En este hospital, 20.000 mujeres de Etiopía, Somalia y Sudán, entre otros países, han sido operadas. Cirujanas, jardineras, cocineras, administrativas y enfermeras tratan de acabar con el estigma de una enfermedad que aparta a millones de africanas de la sociedad. «Si esta dolencia afectara a los hombres ya se habrían creado grandes fundaciones y celebrado decenas de cumbres internacionales», apunta Kennedy. El mes pasado se celebró en Addis Abeba el segundo encuentro mundial de fístula de obstetricia, auspiciado por la ONU. Mientras la doctora habla, en la sala de espera, una decena de recién llegadas esperan sentadas en bancos de piedra, agotadas por el largo viaje desde sus aldeas, con los ojos tristes y el cuerpo doblado de dolor.
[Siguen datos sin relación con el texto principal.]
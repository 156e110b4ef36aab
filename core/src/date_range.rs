//! Date range summary: the calendar months an alert population covers.
//!
//! Rendered as "first day of earliest month - last day of latest month",
//! both as MM/DD/YYYY, and broadcast to every tracker row.

use crate::alert::AlertTable;
use chrono::{DateTime, Datelike, Months, NaiveDate, NaiveDateTime};

const DATE_FORMATS: &[&str] = &["%Y-%m-%d", "%m/%d/%Y", "%Y/%m/%d"];
const DATETIME_FORMATS: &[&str] = &[
    "%Y-%m-%d %H:%M:%S",
    "%Y-%m-%d %H:%M:%S%.f",
    "%Y-%m-%dT%H:%M:%S",
    "%Y-%m-%dT%H:%M:%S%.f",
    "%m/%d/%Y %H:%M:%S",
    "%m/%d/%Y %H:%M",
];

pub fn parse_alert_date(raw: &str) -> Option<NaiveDate> {
    let raw = raw.trim();
    DATE_FORMATS
        .iter()
        .find_map(|f| NaiveDate::parse_from_str(raw, f).ok())
        .or_else(|| {
            DATETIME_FORMATS
                .iter()
                .find_map(|f| NaiveDateTime::parse_from_str(raw, f).ok())
                .map(|dt| dt.date())
        })
        .or_else(|| DateTime::parse_from_rfc3339(raw).ok().map(|dt| dt.date_naive()))
}

fn first_of_month(date: NaiveDate) -> Option<NaiveDate> {
    NaiveDate::from_ymd_opt(date.year(), date.month(), 1)
}

fn last_of_month(date: NaiveDate) -> Option<NaiveDate> {
    first_of_month(date)?
        .checked_add_months(Months::new(1))?
        .pred_opt()
}

/// Month-aligned span covering every date, or `None` for no dates.
pub fn month_span(dates: impl IntoIterator<Item = NaiveDate>) -> Option<(NaiveDate, NaiveDate)> {
    let (earliest, latest) = dates.into_iter().fold(None, |span, d| match span {
        None => Some((d, d)),
        Some((lo, hi)) => Some((d.min(lo), d.max(hi))),
    })?;
    Some((first_of_month(earliest)?, last_of_month(latest)?))
}

pub fn format_span(start: NaiveDate, end: NaiveDate) -> String {
    format!("{} - {}", start.format("%m/%d/%Y"), end.format("%m/%d/%Y"))
}

/// Date range label for an alert table. Unparsable dates are skipped.
pub fn date_range_label(alerts: &AlertTable) -> Option<String> {
    let mut skipped = 0usize;
    let dates: Vec<NaiveDate> = alerts
        .alerts()
        .iter()
        .filter_map(|a| a.alert_date.as_deref())
        .filter_map(|raw| {
            let parsed = parse_alert_date(raw);
            if parsed.is_none() {
                skipped += 1;
            }
            parsed
        })
        .collect();

    if skipped > 0 {
        log::warn!("{skipped} alert dates could not be parsed and were skipped");
    }

    month_span(dates).map(|(start, end)| format_span(start, end))
}

#[cfg(test)]
mod tests {
    use super::*;

    fn ymd(y: i32, m: u32, d: u32) -> NaiveDate {
        NaiveDate::from_ymd_opt(y, m, d).unwrap()
    }

    #[test]
    fn parses_common_date_shapes() {
        assert_eq!(parse_alert_date("2023-05-17"), Some(ymd(2023, 5, 17)));
        assert_eq!(parse_alert_date("05/17/2023"), Some(ymd(2023, 5, 17)));
        assert_eq!(parse_alert_date("2023-05-17 13:45:00"), Some(ymd(2023, 5, 17)));
        assert_eq!(parse_alert_date("2023-05-17T13:45:00"), Some(ymd(2023, 5, 17)));
        assert_eq!(parse_alert_date("not a date"), None);
    }

    #[test]
    fn span_is_month_aligned() {
        let span = month_span([ymd(2022, 6, 14), ymd(2023, 2, 3), ymd(2022, 11, 30)]).unwrap();
        assert_eq!(span, (ymd(2022, 6, 1), ymd(2023, 2, 28)));
        assert_eq!(format_span(span.0, span.1), "06/01/2022 - 02/28/2023");
    }

    #[test]
    fn leap_february_and_december_end_correctly() {
        assert_eq!(last_of_month(ymd(2024, 2, 10)), Some(ymd(2024, 2, 29)));
        assert_eq!(last_of_month(ymd(2023, 12, 5)), Some(ymd(2023, 12, 31)));
    }

    #[test]
    fn no_dates_no_span() {
        assert_eq!(month_span(Vec::new()), None);
    }
}
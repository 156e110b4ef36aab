//! Ratio aggregator: whole-table percentages with safe division.
//!
//! RULE: a zero denominator yields exactly 0. Never NaN, never infinity.
//! All percentages are rounded to two decimals.

use crate::{
    config::{FormulaSet, VariantConfig},
    tracker::{TrackerMetrics, TrackerTable},
};

/// Round to two decimal places.
pub fn round2(value: f64) -> f64 {
    (value * 100.0).round() / 100.0
}

/// `100 * numerator / denominator`, rounded; 0 when the denominator is 0.
pub fn safe_pct(numerator: f64, denominator: f64) -> f64 {
    if denominator == 0.0 {
        0.0
    } else {
        round2(100.0 * numerator / denominator)
    }
}

fn count(v: Option<u64>) -> f64 {
    v.unwrap_or(0) as f64
}

pub struct RatioAggregator;

impl RatioAggregator {
    /// Apply the variant's formula set to every row, then zero-fill.
    pub fn apply(tracker: &mut TrackerTable, variant: &VariantConfig) {
        for row in &mut tracker.rows {
            match variant.formulas {
                FormulaSet::Atl => Self::atl_row(&mut row.metrics),
                FormulaSet::Btl => Self::btl_row(&mut row.metrics),
            }
            row.metrics.fill_unset_with_zero();
        }
        log::info!(
            "Ratios computed for {} tracker rows ({:?} formulas)",
            tracker.len(),
            variant.formulas
        );
    }

    fn atl_row(m: &mut TrackerMetrics) {
        let extracted = count(m.num_alerts_extracted);
        let sars = count(m.sars_filed);
        let interesting = count(m.interesting_alerts);
        let not_interesting = count(m.not_interesting_alerts);

        let prop_sars = count(m.prop_sars_filed);
        let prop_interesting = count(m.prop_interesting_alerts);
        let prop_not_interesting = count(m.prop_not_interesting_alerts);
        let prop_decisioned = prop_sars + prop_interesting + prop_not_interesting;

        let alert_count = count(m.alert_count);
        let proposed_alert_count = count(m.proposed_alert_count);

        m.effectiveness = Some(safe_pct(interesting + sars, extracted));
        m.sar_yield = Some(safe_pct(sars, extracted));
        m.prop_effectiveness = Some(safe_pct(prop_interesting + prop_sars, prop_decisioned));
        m.prop_sar_yield = Some(safe_pct(prop_sars, prop_decisioned));
        m.not_interesting_alert_reduction = Some(safe_pct(
            not_interesting - prop_not_interesting,
            not_interesting,
        ));
        m.proposed_alert_reduction = Some(safe_pct(
            alert_count - proposed_alert_count,
            alert_count,
        ));
    }

    fn btl_row(m: &mut TrackerMetrics) {
        let interesting = count(m.interesting_alerts);
        let not_interesting = count(m.not_interesting_alerts);
        let prop_interesting = count(m.prop_interesting_alerts);
        let prop_not_interesting = count(m.prop_not_interesting_alerts);

        m.effectiveness = Some(safe_pct(interesting, interesting + not_interesting));
        m.prop_effectiveness = Some(safe_pct(
            prop_interesting,
            prop_interesting + prop_not_interesting,
        ));
    }
}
A las más afortunadas les acompaña un familiar.
EL 70% DE LAS ETÍOPES SUFRE ALGÚN TIPO DE MUTILACIÓN GENITAL
La mutilación genital femenina está en regresión en Etiopía, pero, aun así, las cifras asustan. El 70% de las mujeres han sido víctimas de algún tipo de mutilación. Los precarísimos servicios sanitarios del país hacen además que estas operaciones constituyan una importante fuente de enfermedades para las mujeres.
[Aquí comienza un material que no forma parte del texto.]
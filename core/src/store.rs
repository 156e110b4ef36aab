//! SQLite persistence layer.
//!
//! RULE: Only store.rs talks to the database.
//! A run is persisted only after the engine has finished it, in one
//! transaction, so a failed run leaves nothing behind.

use crate::{engine::TuningReport, error::TuningResult, event::EventLogEntry};
use rusqlite::{params, Connection, OptionalExtension};

#[derive(Debug, Clone, PartialEq)]
pub struct RunSummaryRow {
    pub run_id: String,
    pub variant: String,
    pub version: String,
    pub started_at: String,
    pub tracker_rows: i64,
    pub final_net_alerts: i64,
}

pub struct TuningStore {
    conn: Connection,
}

impl TuningStore {
    /// Open (or create) the database at `path`.
    pub fn open(path: &str) -> TuningResult<Self> {
        let conn = Connection::open(path)?;
        // WAL only matters for real files; in-memory databases ignore it.
        let _ = conn.execute_batch("PRAGMA journal_mode=WAL;");
        conn.execute_batch("PRAGMA foreign_keys=ON;")?;
        Ok(Self { conn })
    }

    /// Open an in-memory database (used in tests).
    pub fn in_memory() -> TuningResult<Self> {
        let conn = Connection::open_in_memory()?;
        conn.execute_batch("PRAGMA foreign_keys=ON;")?;
        Ok(Self { conn })
    }

    /// Apply all schema migrations in order.
    pub fn migrate(&self) -> TuningResult<()> {
        self.conn
            .execute_batch(include_str!("../../migrations/001_tuning_run.sql"))?;
        Ok(())
    }

    // ── Run ────────────────────────────────────────────────────

    /// Persist a finished run: header, output rows, and event log.
    pub fn save_report(&self, report: &TuningReport, version: &str) -> TuningResult<()> {
        let output = report.output();
        let tx = self.conn.unchecked_transaction()?;

        tx.execute(
            "INSERT INTO tuning_run
             (run_id, variant, version, started_at, tracker_rows, final_net_alerts)
             VALUES (?1, ?2, ?3, ?4, ?5, ?6)",
            params![
                report.run_id,
                report.variant.variant.as_str(),
                version,
                chrono::Utc::now().to_rfc3339(),
                report.tracker.len() as i64,
                report.final_net_alerts as i64,
            ],
        )?;

        for (index, row) in report.tracker.rows.iter().enumerate() {
            let payload = output
                .row_json(index)
                .map(|v| v.to_string())
                .unwrap_or_default();
            tx.execute(
                "INSERT INTO tracker_output
                 (run_id, row_index, rule_id, population_group, payload)
                 VALUES (?1, ?2, ?3, ?4, ?5)",
                params![
                    report.run_id,
                    index as i64,
                    row.rule_id,
                    row.population_group,
                    payload,
                ],
            )?;
        }

        for event in &report.events {
            tx.execute(
                "INSERT INTO event_log (run_id, stage, event_type, payload)
                 VALUES (?1, ?2, ?3, ?4)",
                params![
                    report.run_id,
                    event.stage(),
                    event.type_name(),
                    serde_json::to_string(event)?,
                ],
            )?;
        }

        tx.commit()?;
        log::info!(
            "Saved run {} ({} rows, {} events)",
            report.run_id,
            report.tracker.len(),
            report.events.len()
        );
        Ok(())
    }

    pub fn run_summary(&self, run_id: &str) -> TuningResult<Option<RunSummaryRow>> {
        let row = self
            .conn
            .query_row(
                "SELECT run_id, variant, version, started_at, tracker_rows, final_net_alerts
                 FROM tuning_run WHERE run_id = ?1",
                params![run_id],
                |row| {
                    Ok(RunSummaryRow {
                        run_id: row.get(0)?,
                        variant: row.get(1)?,
                        version: row.get(2)?,
                        started_at: row.get(3)?,
                        tracker_rows: row.get(4)?,
                        final_net_alerts: row.get(5)?,
                    })
                },
            )
            .optional()?;
        Ok(row)
    }

    pub fn run_count(&self) -> TuningResult<i64> {
        let count: i64 = self
            .conn
            .query_row("SELECT COUNT(*) FROM tuning_run", [], |row| row.get(0))?;
        Ok(count)
    }

    // ── Tracker output ─────────────────────────────────────────

    /// Output rows of a run, in tracker order, as JSON objects.
    pub fn tracker_output_for_run(&self, run_id: &str) -> TuningResult<Vec<serde_json::Value>> {
        let mut stmt = self.conn.prepare(
            "SELECT payload FROM tracker_output
             WHERE run_id = ?1 ORDER BY row_index ASC",
        )?;
        let payloads = stmt
            .query_map(params![run_id], |row| row.get::<_, String>(0))?
            .collect::<Result<Vec<_>, _>>()?;
        payloads
            .iter()
            .map(|p| serde_json::from_str(p).map_err(Into::into))
            .collect()
    }

    // ── Event log ──────────────────────────────────────────────

    pub fn events_for_run(&self, run_id: &str) -> TuningResult<Vec<EventLogEntry>> {
        let mut stmt = self.conn.prepare(
            "SELECT id, run_id, stage, event_type, payload
             FROM event_log WHERE run_id = ?1
             ORDER BY id ASC",
        )?;
        let entries = stmt
            .query_map(params![run_id], |row| {
                Ok(EventLogEntry {
                    id: Some(row.get(0)?),
                    run_id: row.get(1)?,
                    stage: row.get(2)?,
                    event_type: row.get(3)?,
                    payload: row.get(4)?,
                })
            })?
            .collect::<Result<Vec<_>, _>>()?;
        Ok(entries)
    }
}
«Aquí, a las mujeres les cortan todo. Los labios mayores, los menores y el clítoris. Luego les cosen la vagina y permanecen así hasta que tengan un hijo. Una vez que han dado a luz vuelven a coserlas, es lo que se conoce como infibulación, y que se remonta a los tiempos de los faraones», dice una doctora que trabaja con la etnia afar, al este del país. También cuenta que las infibulaciones se realizan sin anestesia y con objetos cortantes sin desinfectar, lo que da lugar a hemorragias, infecciones y hasta la muerte. Son muchos los motivos que llevan a las comadronas, madres y abuelas a cortar los órganos genitales de recién nacidas y de niñas entre cinco y ocho años. Algunas piensan que si no se mutilan obtendrían placer y estarían más predispuestas para cometer adulterio. Otras piensan que, si no están circuncidadas, se les caerán todos los objetos valiosos de las casas y los romperán. Y la mayoría cree que no mutilarse acarrea problemas de salud y dificulta los partos.
Los hombres lo consideran, en general, «cuestiones de mujer», pero en determinadas regiones como la somalí (al noreste del país) no aceptan a las que no hayan sido sometidas al bisturí. A pesar de la magnitud de estas brutales agresiones, el Comité Nacional de Prácticas Tradicionales y Dañinas de Etiopía (CNPTDE), la principal organización de lucha contra las mutilaciones en el país, se muestra optimista. «Antes ni se hablaba de estos temas. Era tabú. Ahora, la mutilación femenina ha pasado a ser una cuestión de debate nacional», asegura Abebe Kebede, director de proyectos de la organización. «Hombres y mujeres empiezan a darse cuenta de las consecuencias para la salud de estas operaciones y son conscientes de que es una vía importante de transmisión del sida», añade Kebede, quien explica que estas prácticas «no tienen ningún fundamento religioso. Tanto los líderes cristianos ortodoxos como musulmanes de Etiopía lo condenan».